THE PROBLEM | Reproduce, exactly and in full, only the lines below from the one containing "TCP destination port" through the one containing "Source link-layer for IPv6 ND".

(Collected data)
[Start of section]

//! Static metadata for the standardized (`OPENFLOW_BASIC`) match fields.
//!
//! Everything the rest of the engine needs to know about a basic field is
//! keyed by its `oxm_type`: canonical payload size, whether a mask is
//! legal, and the prerequisite entry the field implies, if any.

use super::flow_match::BasicOxm;
use super::CLASS_OPEN_FLOW_BASIC;

const fn basic(field: u8) -> u32 {
    ((CLASS_OPEN_FLOW_BASIC as u32) << 16) | ((field as u32) << 9)
}

/// Switch input port
pub const IN_PORT: u32 = basic(0);
/// Switch physical input port
pub const IN_PHY_PORT: u32 = basic(1);
/// Metadata passed between tables
pub const METADATA: u32 = basic(2);
/// Ethernet destination address
pub const ETH_DST: u32 = basic(3);
/// Ethernet source address
pub const ETH_SRC: u32 = basic(4);
/// Ethernet frame type
pub const ETH_TYPE: u32 = basic(5);
/// VLAN id
pub const VLAN_VID: u32 = basic(6);
/// VLAN priority
pub const VLAN_PCP: u32 = basic(7);
/// IP DSCP (6 bits in ToS field)
pub const IP_DSCP: u32 = basic(8);
/// IP ECN (2 bits in ToS field)
pub const IP_ECN: u32 = basic(9);
/// IP protocol
pub const IP_PROTO: u32 = basic(10);
/// IPv4 source address
pub const IPV4_SRC: u32 = basic(11);
/// IPv4 destination address
pub const IPV4_DST: u32 = basic(12);
/// TCP source port
pub const TCP_SRC: u32 = basic(13);
/// TCP destination port
pub const TCP_DST: u32 = basic(14);
/// UDP source port
pub const UDP_SRC: u32 = basic(15);
/// UDP destination port
pub const UDP_DST: u32 = basic(16);
/// SCTP source port
pub const SCTP_SRC: u32 = basic(17);
/// SCTP destination port
pub const SCTP_DST: u32 = basic(18);
/// ICMP type
pub const ICMPV4_TYPE: u32 = basic(19);
/// ICMP code
pub const ICMPV4_CODE: u32 = basic(20);
/// ARP op code
pub const ARP_OP: u32 = basic(21);
/// ARP source protocol address
pub const ARP_SPA: u32 = basic(22);
/// ARP target protocol address
pub const ARP_TPA: u32 = basic(23);
/// ARP source hardware address
pub const ARP_SHA: u32 = basic(24);
/// ARP target hardware address
pub const ARP_THA: u32 = basic(25);
/// IPv6 source address
pub const IPV6_SRC: u32 = basic(26);
/// IPv6 destination address
pub const IPV6_DST: u32 = basic(27);
/// IPv6 flow label
pub const IPV6_FLABEL: u32 = basic(28);
/// ICMPv6 type
pub const ICMPV6_TYPE: u32 = basic(29);
/// ICMPv6 code
pub const ICMPV6_CODE: u32 = basic(30);
/// Target address for IPv6 ND
pub const IPV6_ND_TARGET: u32 = basic(31);
/// Source link-layer for IPv6 ND
pub const IPV6_ND_SLL: u32 = basic(32);
/// Target link-layer for IPv6 ND
pub const IPV6_ND_TLL: u32 = basic(33);
/// MPLS label
pub const MPLS_LABEL: u32 = basic(34);
/// MPLS TC
pub const MPLS_TC: u32 = basic(35);
/// MPLS BoS bit
pub const MPLS_BOS: u32 = basic(36);
/// PBB I-SID
pub const PBB_ISID: u32 = basic(37);
/// Logical port metadata
pub const TUNNEL_ID: u32 = basic(38);
/// IPv6 extension header pseudo-field
pub const IPV6_EXTHDR: u32 = basic(39);
/// PBB UCA header field
pub const PBB_UCA: u32 = basic(41);
/// TCP flags
pub const TCP_FLAGS: u32 = basic(42);
/// Output port from the action set
pub const ACTSET_OUTPUT: u32 = basic(43);
/// Packet type value
pub const PACKET_TYPE: u32 = basic(44);

/// Every standardized field, in field-number order. Used when a table
/// advertises "all basic fields" in its features.
pub const ALL: [u32; 44] = [
    IN_PORT,
    IN_PHY_PORT,
    METADATA,
    ETH_DST,
    ETH_SRC,
    ETH_TYPE,
    VLAN_VID,
    VLAN_PCP,
    IP_DSCP,
    IP_ECN,
    IP_PROTO,
    IPV4_SRC,
    IPV4_DST,
    TCP_SRC,
    TCP_DST,
    UDP_SRC,
    UDP_DST,
    SCTP_SRC,
    SCTP_DST,
    ICMPV4_TYPE,
    ICMPV4_CODE,
    ARP_OP,
    ARP_SPA,
    ARP_TPA,
    ARP_SHA,
    ARP_THA,
    IPV6_SRC,
    IPV6_DST,
    IPV6_FLABEL,
    ICMPV6_TYPE,
    ICMPV6_CODE,
    IPV6_ND_TARGET,
    IPV6_ND_SLL,
    IPV6_ND_TLL,
    MPLS_LABEL,
    MPLS_TC,
    MPLS_BOS,
    PBB_ISID,
    TUNNEL_ID,
    IPV6_EXTHDR,
    PBB_UCA,
    TCP_FLAGS,
    ACTSET_OUTPUT,
    PACKET_TYPE,
];

/// Wire-level facts about a basic field.
#[derive(Debug, PartialEq, Eq, Clone, Copy)]
pub struct FieldSpec {
    /// Canonical payload size in bytes, mask excluded.
    pub payload_len: usize,
    /// Whether a mask is legal for the field.
    pub maskable: bool,
}

/// Look up the [`FieldSpec`] for a basic `oxm_type`. `None` means the type
/// is not a standardized field.
pub fn spec_of(oxm_type: u32) -> Option<FieldSpec> {
    let (payload_len, maskable) = match oxm_type {
        IN_PORT | IN_PHY_PORT | ACTSET_OUTPUT | PACKET_TYPE => (4, false),
        METADATA | TUNNEL_ID => (8, true),
        ETH_DST | ETH_SRC | ARP_SHA | ARP_THA | IPV6_ND_SLL | IPV6_ND_TLL => (6, true),
        ETH_TYPE | ARP_OP => (2, false),
        VLAN_VID | IPV6_EXTHDR | TCP_FLAGS => (2, true),
        VLAN_PCP | IP_DSCP | IP_ECN | IP_PROTO | MPLS_TC | MPLS_BOS | PBB_UCA => (1, false),
        ICMPV4_TYPE | ICMPV4_CODE | ICMPV6_TYPE | ICMPV6_CODE => (1, false),
        TCP_SRC | TCP_DST | UDP_SRC | UDP_DST | SCTP_SRC | SCTP_DST => (2, false),
        IPV4_SRC | IPV4_DST | ARP_SPA | ARP_TPA => (4, true),
        IPV6_SRC | IPV6_DST | IPV6_ND_TARGET => (16, true),
        IPV6_FLABEL | MPLS_LABEL => (4, true),
        PBB_ISID => (3, true),
        _ => return None,
    };
    Some(FieldSpec {
        payload_len,
        maskable,
    })
}

/// Return the prerequisite entry implied by `entry`, if any.
///
/// Prerequisite chains are finite and acyclic; callers walk them to a
/// fixpoint. The step for `ip_proto` depends on the entry value: 58 pins
/// the IPv6 ethertype, everything else the IPv4 one, which is what makes
/// the transport chains bottom out at `eth_type`.
pub fn prerequisite(entry: &BasicOxm) -> Option<BasicOxm> {
    let (oxm_type, value): (u32, &[u8]) = match entry.oxm_type {
        IPV4_SRC | IPV4_DST => (ETH_TYPE, &[0x08, 0x00]),
        ARP_OP | ARP_SPA | ARP_TPA | ARP_SHA | ARP_THA => (ETH_TYPE, &[0x08, 0x06]),
        IPV6_SRC | IPV6_DST | IPV6_FLABEL | IPV6_EXTHDR => (ETH_TYPE, &[0x86, 0xdd]),
        PBB_ISID | PBB_UCA => (ETH_TYPE, &[0x88, 0xe7]),
        TCP_SRC | TCP_DST | TCP_FLAGS => (IP_PROTO, &[0x06]),
        UDP_SRC | UDP_DST => (IP_PROTO, &[0x11]),
        SCTP_SRC | SCTP_DST => (IP_PROTO, &[0x84]),
        ICMPV4_TYPE | ICMPV4_CODE => (IP_PROTO, &[0x01]),
        ICMPV6_TYPE | ICMPV6_CODE => (IP_PROTO, &[0x3a]),
        IPV6_ND_SLL => (ICMPV6_TYPE, &[135]),
        IPV6_ND_TLL => (ICMPV6_TYPE, &[136]),
        IP_PROTO => {
            if entry.value == [0x3a] {
                (ETH_TYPE, &[0x86, 0xdd])
            } else {
                (ETH_TYPE, &[0x08, 0x00])
            }
        }
        _ => return None,
    };
    Some(BasicOxm {
        oxm_type,
        value: value.to_vec(),
        mask: Some(vec![0xff; value.len()]),
    })
}

#[cfg(test)]
mod test {
    use super::*;

    #[test]
    fn specs() {
        assert_eq!(
            spec_of(IPV4_SRC),
            Some(FieldSpec {
                payload_len: 4,
                maskable: true
            })
        );
        assert_eq!(
            spec_of(ETH_TYPE),
            Some(FieldSpec {
                payload_len: 2,
                maskable: false
            })
        );
        assert_eq!(
            spec_of(PBB_ISID),
            Some(FieldSpec {
                payload_len: 3,
                maskable: true
            })
        );
        // field 40 was never assigned
        assert_eq!(spec_of(basic(40)), None);
        assert_eq!(spec_of(0xffff_0000), None);
    }

    #[test]
    fn every_field_has_a_spec() {
        for oxm_type in ALL {
            assert!(spec_of(oxm_type).is_some(), "{oxm_type:#x}");
        }
    }

    fn chain(mut entry: BasicOxm) -> Vec<u32> {
        let mut types = vec![entry.oxm_type];
        while let Some(prereq) = prerequisite(&entry) {
            types.push(prereq.oxm_type);
            entry = prereq;
        }
        types
    }

    #[test]
    fn tcp_chain_reaches_ipv4_ethertype() {
        let entry = BasicOxm {
            oxm_type: TCP_SRC,
            value: vec![0x00, 0x50],
            mask: None,
        };
        assert_eq!(chain(entry), vec![TCP_SRC, IP_PROTO, ETH_TYPE]);
    }

    #[test]
    fn nd_sll_chain_reaches_ipv6_ethertype() {
        let entry = BasicOxm {
            oxm_type: IPV6_ND_SLL,
            value: vec![0; 6],
            mask: None,
        };
        assert_eq!(
            chain(entry),
            vec![IPV6_ND_SLL, ICMPV6_TYPE, IP_PROTO, ETH_TYPE]
        );
        // and the ip_proto step picks the v6 ethertype
        let proto = BasicOxm {
            oxm_type: IP_PROTO,
            value: vec![0x3a],
            mask: None,
        };
        let prereq = prerequisite(&proto).unwrap();
        assert_eq!(prereq.value, [0x86, 0xdd]);
    }

    #[test]
    fn no_prerequisite_for_l2_fields() {
        for oxm_type in [IN_PORT, METADATA, ETH_DST, ETH_TYPE, VLAN_VID, TUNNEL_ID] {
            let entry = BasicOxm {
                oxm_type,
                value: vec![0; spec_of(oxm_type).unwrap().payload_len],
                mask: None,
            };
            assert!(prerequisite(&entry).is_none());
        }
    }
}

[End of section]

EXPECTED ANSWER |
/// TCP destination port
pub const TCP_DST: u32 = basic(14);
/// UDP source port
pub const UDP_SRC: u32 = basic(15);
/// UDP destination port
pub const UDP_DST: u32 = basic(16);
/// SCTP source port
pub const SCTP_SRC: u32 = basic(17);
/// SCTP destination port
pub const SCTP_DST: u32 = basic(18);
/// ICMP type
pub const ICMPV4_TYPE: u32 = basic(19);
/// ICMP code
pub const ICMPV4_CODE: u32 = basic(20);
/// ARP op code
pub const ARP_OP: u32 = basic(21);
/// ARP source protocol address
pub const ARP_SPA: u32 = basic(22);
/// ARP target protocol address
pub const ARP_TPA: u32 = basic(23);
/// ARP source hardware address
pub const ARP_SHA: u32 = basic(24);
/// ARP target hardware address
pub const ARP_THA: u32 = basic(25);
/// IPv6 source address
pub const IPV6_SRC: u32 = basic(26);
/// IPv6 destination address
pub const IPV6_DST: u32 = basic(27);
/// IPv6 flow label
pub const IPV6_FLABEL: u32 = basic(28);
/// ICMPv6 type
pub const ICMPV6_TYPE: u32 = basic(29);
/// ICMPv6 code
pub const ICMPV6_CODE: u32 = basic(30);
/// Target address for IPv6 ND
pub const IPV6_ND_TARGET: u32 = basic(31);
/// Source link-layer for IPv6 ND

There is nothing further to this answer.